Around July Fourth, look out for loon chicks
When you’re out on the lake this summer, you might hear a familiar call echoing across the water — that’s the call of the common loon.
Just don’t get too loony over loons, says Harry Vogel, senior biologist and executive director of the Loon Preservation Committee in Moultonborough, N.H.
This year, July Fourth festivities are occurring in the middle of loon chick hatching season. The preservation group is urging people to stay at least 150 feet away from loons and their chicks to protect them.
Newly hatched chicks are small and dark in color, which makes it hard for people to see them while engaging in recreational activities around and on the lake.
“Many loon pairs will either have very young chicks or still be on the nest over the July Fourth week,” Vogel said.
The lake-bound water birds resemble ducks, but they are far from it, Vogel said. They are closer in relation to penguins. During the summer, they can be identified by their shiny black head and bill, small red eyes, and distinctive calls — tremolo, wail, yodel, and hoot.
Vogel says the peak time for loon nesting is “a really terrible time” for loon chicks to be born.
“Every year we lose a number of them to collisions with boats and jet skis,” he said.
According to the Loon Preservation Committee, of the 168 loons that were hatched in New Hampshire in 2017, 25 percent of them did not survive. This year, the group is hopeful the outcome will be better — but that depends on the public keeping a respectful distance.
“There’s only one way to get close to a loon family on the water, and that’s with a good pair of binoculars,” Vogel said.
Fun facts about loons:
■ They are a threatened species in New Hampshire.

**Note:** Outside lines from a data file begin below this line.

use serde::{Deserialize, Serialize};

/// One page of a cursor-paginated endpoint. A missing `nextCursor` means
/// end of stream.
#[derive(Debug, Clone, Serialize, Deserialize)]
#[serde(rename_all = "camelCase")]
pub struct Page<T> {
    pub items: Vec<T>,
    pub next_cursor: Option<String>,
}

impl<T> Page<T> {
    pub fn is_last(&self) -> bool {
        self.next_cursor.is_none()
    }
}

/// Normalized list response. Some endpoints answer with a bare JSON array,
/// others with `{items, count}`; the transport folds both into this shape
/// before anything downstream sees them.
#[derive(Debug, Clone, Serialize, Deserialize)]
#[serde(rename_all = "camelCase")]
pub struct ListEnvelope<T> {
    pub items: Vec<T>,
    pub count: Option<u64>,
}

impl<T> From<Vec<T>> for ListEnvelope<T> {
    fn from(items: Vec<T>) -> Self {
        Self { items, count: None }
    }
}
//! Canonical cache identities for logical queries.
//!
//! Two filters with the same semantic content must land on the same key no
//! matter how they were built; any semantic difference must produce a
//! different key. The canonical form is a JSON object rendered with fields
//! in one fixed order, so it doubles as a debuggable string.

use serde_json::Value;

use crate::models::PacketSource;

use super::filter::{format_timestamp, FilterSet};

/// Names the logical query a filter belongs to. Part of the key, so two
/// different queries over identical filters never collide.
#[derive(Debug, Clone, Copy, PartialEq, Eq, Hash)]
pub enum QueryKind {
    Measurements,
    Track,
    CoverageBins,
    Events,
    Sessions,
    TimelineSummary,
}

impl QueryKind {
    pub fn as_str(&self) -> &'static str {
        match self {
            QueryKind::Measurements => "measurements",
            QueryKind::Track => "track",
            QueryKind::CoverageBins => "coverage-bins",
            QueryKind::Events => "events",
            QueryKind::Sessions => "sessions",
            QueryKind::TimelineSummary => "timeline-summary",
        }
    }

    /// Optional backend capabilities: a 404 here means "not available for
    /// this deployment", not "bad request", and latches the kind off.
    pub fn is_optional_capability(&self) -> bool {
        matches!(self, QueryKind::CoverageBins | QueryKind::TimelineSummary)
    }

    /// Whether this kind participates in interval polling at all. The event
    /// stream is pager-driven and never polled.
    pub fn poll_eligible(&self) -> bool {
        !matches!(self, QueryKind::Events)
    }
}

/// Cache identity: discriminator plus the canonical rendering of a
/// [`FilterSet`]. Equality and hashing follow the canonical string, so the
/// key is usable directly as a map key.
#[derive(Debug, Clone, PartialEq, Eq, Hash)]
pub struct QueryKey {
    kind: QueryKind,
    canon: String,
    // Scope ids kept out-of-band for mutation invalidation; they are also
    // embedded in `canon`, so deriving Eq/Hash over everything stays
    // consistent.
    device_id: Option<String>,
    session_id: Option<String>,
}

/// Field order of the canonical rendering. Changing this order changes
/// every key, so it is part of the cache contract.
const FIELD_ORDER: [&str; 11] = [
    "deviceId",
    "sessionId",
    "from",
    "to",
    "bbox",
    "gatewayId",
    "receiverId",
    "limit",
    "sampleFactor",
    "source",
    "q",
];

impl QueryKey {
    /// Pure and idempotent: the same `(kind, filter)` always renders the
    /// same key, regardless of how the filter's fields were populated.
    pub fn canonical(kind: QueryKind, filter: &FilterSet) -> Self {
        let values = [
            opt_string(filter.device_id.as_deref()),
            opt_string(filter.session_id.as_deref()),
            filter
                .from_time
                .map(|at| Value::String(format_timestamp(at)))
                .unwrap_or(Value::Null),
            filter
                .to_time
                .map(|at| Value::String(format_timestamp(at)))
                .unwrap_or(Value::Null),
            filter
                .bounding_box
                .as_ref()
                .map(|bbox| Value::String(bbox.to_param()))
                .unwrap_or(Value::Null),
            opt_string(filter.gateway_id.as_deref()),
            opt_string(filter.receiver_id.as_deref()),
            filter.limit.map(Value::from).unwrap_or(Value::Null),
            filter.sample_factor.map(Value::from).unwrap_or(Value::Null),
            filter
                .source
                .map(|source: PacketSource| Value::String(source.as_str().to_string()))
                .unwrap_or(Value::Null),
            opt_string(filter.search.as_deref()),
        ];

        let mut canon = String::new();
        canon.push('{');
        for (index, (name, value)) in FIELD_ORDER.iter().zip(values.iter()).enumerate() {
            if index > 0 {
                canon.push(',');
            }
            canon.push('"');
            canon.push_str(name);
            canon.push_str("\":");
            canon.push_str(&value.to_string());
        }
        canon.push('}');

        Self {
            kind,
            canon,
            device_id: filter.device_id.clone(),
            session_id: filter.session_id.clone(),
        }
    }

    pub fn kind(&self) -> QueryKind {
        self.kind
    }

    pub fn canonical_str(&self) -> &str {
        &self.canon
    }

    /// Could a mutation to this device/session affect this key's results?
    /// An unscoped key (no device and no session) is conservatively treated
    /// as affected by everything.
    pub fn covers_scope(&self, device_id: Option<&str>, session_id: Option<&str>) -> bool {
        if self.device_id.is_none() && self.session_id.is_none() {
            return true;
        }
        let device_hit = match (self.device_id.as_deref(), device_id) {
            (Some(mine), Some(theirs)) => mine == theirs,
            _ => false,
        };
        let session_hit = match (self.session_id.as_deref(), session_id) {
            (Some(mine), Some(theirs)) => mine == theirs,
            _ => false,
        };
        device_hit || session_hit
    }
}

fn opt_string(value: Option<&str>) -> Value {
    value
        .map(|s| Value::String(s.to_string()))
        .unwrap_or(Value::Null)
}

■ No one knows how long they live, but the best guess is between 20 and 30 years
■ Females don’t begin to breed until they are six or seven years old or older, and typically only have one or two chicks.
■ They can fly, but they can’t take off from land — it can take them up to a quarter-mile running start across the surface of the water to get airborne.
■ In the summer, females have flashier plumage to attract mates, but in the winter their feathers change to an inconspicuous gray.
■ They eat fish, crayfish, clams, and even small lobsters
■ Despite their appearance, they are more closely related to penguins and albatrosses than ducks and waterfowl.
■ In the summer they stay on freshwater lakes, but when lakes freeze in winter they migrate to the ocean.